Data excerpts:

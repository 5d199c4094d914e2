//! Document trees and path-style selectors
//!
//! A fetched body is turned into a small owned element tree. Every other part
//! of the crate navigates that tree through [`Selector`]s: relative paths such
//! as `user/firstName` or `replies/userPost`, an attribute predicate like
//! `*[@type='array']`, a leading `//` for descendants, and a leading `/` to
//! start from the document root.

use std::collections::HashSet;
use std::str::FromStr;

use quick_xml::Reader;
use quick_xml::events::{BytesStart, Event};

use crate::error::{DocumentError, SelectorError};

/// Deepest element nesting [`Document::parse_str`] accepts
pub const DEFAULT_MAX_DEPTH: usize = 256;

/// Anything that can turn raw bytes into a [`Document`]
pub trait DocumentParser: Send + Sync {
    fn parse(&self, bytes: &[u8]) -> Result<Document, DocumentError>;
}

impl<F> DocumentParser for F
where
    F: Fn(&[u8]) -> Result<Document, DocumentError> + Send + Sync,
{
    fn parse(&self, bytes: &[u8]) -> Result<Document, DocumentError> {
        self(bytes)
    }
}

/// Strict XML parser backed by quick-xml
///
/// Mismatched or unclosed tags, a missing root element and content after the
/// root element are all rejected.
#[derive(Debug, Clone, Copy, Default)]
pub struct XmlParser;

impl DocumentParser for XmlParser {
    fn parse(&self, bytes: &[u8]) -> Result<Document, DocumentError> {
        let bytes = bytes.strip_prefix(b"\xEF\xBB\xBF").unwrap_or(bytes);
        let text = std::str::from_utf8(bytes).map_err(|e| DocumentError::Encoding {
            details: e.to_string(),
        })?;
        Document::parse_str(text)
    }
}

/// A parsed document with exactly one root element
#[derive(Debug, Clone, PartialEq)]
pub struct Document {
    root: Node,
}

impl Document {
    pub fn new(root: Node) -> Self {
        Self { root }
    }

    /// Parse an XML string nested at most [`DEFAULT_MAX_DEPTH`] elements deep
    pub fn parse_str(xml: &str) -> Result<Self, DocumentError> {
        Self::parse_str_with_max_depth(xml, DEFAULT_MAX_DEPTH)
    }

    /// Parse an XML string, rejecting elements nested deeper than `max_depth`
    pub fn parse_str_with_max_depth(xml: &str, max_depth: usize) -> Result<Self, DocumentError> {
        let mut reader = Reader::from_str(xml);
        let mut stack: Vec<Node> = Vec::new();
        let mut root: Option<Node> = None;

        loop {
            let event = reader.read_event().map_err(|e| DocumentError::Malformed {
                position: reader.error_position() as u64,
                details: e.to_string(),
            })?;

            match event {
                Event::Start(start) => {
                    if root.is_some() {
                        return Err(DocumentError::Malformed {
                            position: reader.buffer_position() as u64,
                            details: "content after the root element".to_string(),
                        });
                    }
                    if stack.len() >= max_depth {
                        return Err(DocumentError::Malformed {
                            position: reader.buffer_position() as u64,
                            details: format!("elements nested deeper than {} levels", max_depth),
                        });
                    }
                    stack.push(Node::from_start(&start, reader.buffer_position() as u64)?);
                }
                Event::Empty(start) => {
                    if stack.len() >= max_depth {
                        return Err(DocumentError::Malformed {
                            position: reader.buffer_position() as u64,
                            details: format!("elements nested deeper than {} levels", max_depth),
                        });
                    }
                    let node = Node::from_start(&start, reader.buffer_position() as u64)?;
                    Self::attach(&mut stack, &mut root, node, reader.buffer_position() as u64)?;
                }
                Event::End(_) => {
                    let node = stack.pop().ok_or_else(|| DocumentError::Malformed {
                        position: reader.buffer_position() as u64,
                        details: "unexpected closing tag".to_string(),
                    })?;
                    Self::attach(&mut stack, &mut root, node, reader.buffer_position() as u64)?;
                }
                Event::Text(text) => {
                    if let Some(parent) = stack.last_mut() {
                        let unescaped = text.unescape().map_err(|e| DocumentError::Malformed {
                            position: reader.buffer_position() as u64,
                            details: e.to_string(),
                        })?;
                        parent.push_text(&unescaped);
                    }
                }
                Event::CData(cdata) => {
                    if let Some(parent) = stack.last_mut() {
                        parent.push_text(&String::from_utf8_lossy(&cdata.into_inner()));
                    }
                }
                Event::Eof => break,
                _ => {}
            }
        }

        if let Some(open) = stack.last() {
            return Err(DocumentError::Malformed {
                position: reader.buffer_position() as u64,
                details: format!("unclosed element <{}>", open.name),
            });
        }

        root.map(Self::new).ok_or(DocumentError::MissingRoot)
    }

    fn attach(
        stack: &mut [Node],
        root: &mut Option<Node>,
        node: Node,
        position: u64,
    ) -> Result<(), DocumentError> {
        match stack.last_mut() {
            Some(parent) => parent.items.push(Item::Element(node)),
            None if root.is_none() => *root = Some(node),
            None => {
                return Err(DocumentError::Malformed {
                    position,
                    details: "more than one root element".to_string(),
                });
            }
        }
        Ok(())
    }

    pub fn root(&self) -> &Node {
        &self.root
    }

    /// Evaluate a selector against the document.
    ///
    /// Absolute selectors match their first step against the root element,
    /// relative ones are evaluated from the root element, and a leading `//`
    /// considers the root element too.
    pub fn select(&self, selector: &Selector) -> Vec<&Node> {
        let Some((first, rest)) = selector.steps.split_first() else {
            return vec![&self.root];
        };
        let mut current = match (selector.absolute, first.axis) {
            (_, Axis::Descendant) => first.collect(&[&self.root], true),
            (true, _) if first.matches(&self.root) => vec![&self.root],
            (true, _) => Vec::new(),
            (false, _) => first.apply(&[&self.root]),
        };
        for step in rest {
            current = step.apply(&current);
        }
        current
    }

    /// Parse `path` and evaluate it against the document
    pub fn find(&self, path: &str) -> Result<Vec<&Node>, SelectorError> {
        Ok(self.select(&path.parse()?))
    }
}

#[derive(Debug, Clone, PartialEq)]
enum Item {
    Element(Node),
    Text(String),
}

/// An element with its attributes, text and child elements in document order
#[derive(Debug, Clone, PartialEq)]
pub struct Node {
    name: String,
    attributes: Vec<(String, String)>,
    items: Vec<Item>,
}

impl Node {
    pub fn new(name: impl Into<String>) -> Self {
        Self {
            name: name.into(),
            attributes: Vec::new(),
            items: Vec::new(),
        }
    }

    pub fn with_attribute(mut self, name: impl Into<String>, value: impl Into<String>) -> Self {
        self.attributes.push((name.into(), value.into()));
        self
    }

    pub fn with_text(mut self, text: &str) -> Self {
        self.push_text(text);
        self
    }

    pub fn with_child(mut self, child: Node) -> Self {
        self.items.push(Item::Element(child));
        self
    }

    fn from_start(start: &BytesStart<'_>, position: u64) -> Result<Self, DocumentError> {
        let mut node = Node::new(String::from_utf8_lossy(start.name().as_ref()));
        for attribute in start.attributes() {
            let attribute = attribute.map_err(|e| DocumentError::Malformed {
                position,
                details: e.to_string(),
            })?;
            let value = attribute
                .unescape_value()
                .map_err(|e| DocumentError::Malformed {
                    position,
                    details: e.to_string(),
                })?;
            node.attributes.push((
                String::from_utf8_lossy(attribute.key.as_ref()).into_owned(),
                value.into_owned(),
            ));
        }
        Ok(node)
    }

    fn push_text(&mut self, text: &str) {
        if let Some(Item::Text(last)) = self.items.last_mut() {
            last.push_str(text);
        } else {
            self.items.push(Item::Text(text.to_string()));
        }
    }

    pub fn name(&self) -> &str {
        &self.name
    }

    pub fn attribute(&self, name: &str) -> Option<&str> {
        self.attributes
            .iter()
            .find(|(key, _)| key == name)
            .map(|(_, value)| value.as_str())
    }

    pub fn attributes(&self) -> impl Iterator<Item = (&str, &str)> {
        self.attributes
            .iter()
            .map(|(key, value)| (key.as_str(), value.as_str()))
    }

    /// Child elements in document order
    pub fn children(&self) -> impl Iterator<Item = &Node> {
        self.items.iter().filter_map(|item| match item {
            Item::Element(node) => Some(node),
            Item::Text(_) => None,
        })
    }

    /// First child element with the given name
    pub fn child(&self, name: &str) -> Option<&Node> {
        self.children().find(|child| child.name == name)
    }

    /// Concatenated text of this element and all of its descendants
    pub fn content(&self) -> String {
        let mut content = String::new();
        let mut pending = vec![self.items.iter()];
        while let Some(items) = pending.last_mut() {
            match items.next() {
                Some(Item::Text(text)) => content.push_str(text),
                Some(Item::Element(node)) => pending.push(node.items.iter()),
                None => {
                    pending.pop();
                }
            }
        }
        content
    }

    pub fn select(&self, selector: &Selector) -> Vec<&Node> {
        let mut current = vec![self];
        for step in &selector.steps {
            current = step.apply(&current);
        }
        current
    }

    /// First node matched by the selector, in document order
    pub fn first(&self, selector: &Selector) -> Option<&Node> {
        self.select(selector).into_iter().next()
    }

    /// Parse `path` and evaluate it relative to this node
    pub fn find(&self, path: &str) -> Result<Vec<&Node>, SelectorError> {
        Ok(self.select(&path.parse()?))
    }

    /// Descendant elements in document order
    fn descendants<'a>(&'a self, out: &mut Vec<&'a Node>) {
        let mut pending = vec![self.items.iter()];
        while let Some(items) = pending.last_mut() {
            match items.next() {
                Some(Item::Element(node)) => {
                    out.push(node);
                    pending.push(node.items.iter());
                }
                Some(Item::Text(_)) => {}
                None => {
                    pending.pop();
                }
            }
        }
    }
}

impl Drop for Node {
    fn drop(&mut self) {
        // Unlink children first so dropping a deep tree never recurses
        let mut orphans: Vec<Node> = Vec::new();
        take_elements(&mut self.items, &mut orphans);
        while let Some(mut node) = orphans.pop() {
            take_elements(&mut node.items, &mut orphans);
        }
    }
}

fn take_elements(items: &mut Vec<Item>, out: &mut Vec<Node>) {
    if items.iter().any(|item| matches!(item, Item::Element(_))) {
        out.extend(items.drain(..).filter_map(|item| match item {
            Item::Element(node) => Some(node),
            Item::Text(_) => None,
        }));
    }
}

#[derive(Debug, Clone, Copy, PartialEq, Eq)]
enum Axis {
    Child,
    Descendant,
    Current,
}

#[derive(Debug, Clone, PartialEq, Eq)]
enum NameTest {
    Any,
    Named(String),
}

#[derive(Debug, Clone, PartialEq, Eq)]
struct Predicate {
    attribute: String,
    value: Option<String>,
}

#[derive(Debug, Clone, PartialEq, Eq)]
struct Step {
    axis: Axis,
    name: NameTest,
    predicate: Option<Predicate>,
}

§ **WHAT IS BEING ASKED**: Among the entries, find each line that includes the string "this" and copy it.

§ **COMPLETED EXERCISE**:
    /// Concatenated text of this element and all of its descendants
    /// Parse `path` and evaluate it relative to this node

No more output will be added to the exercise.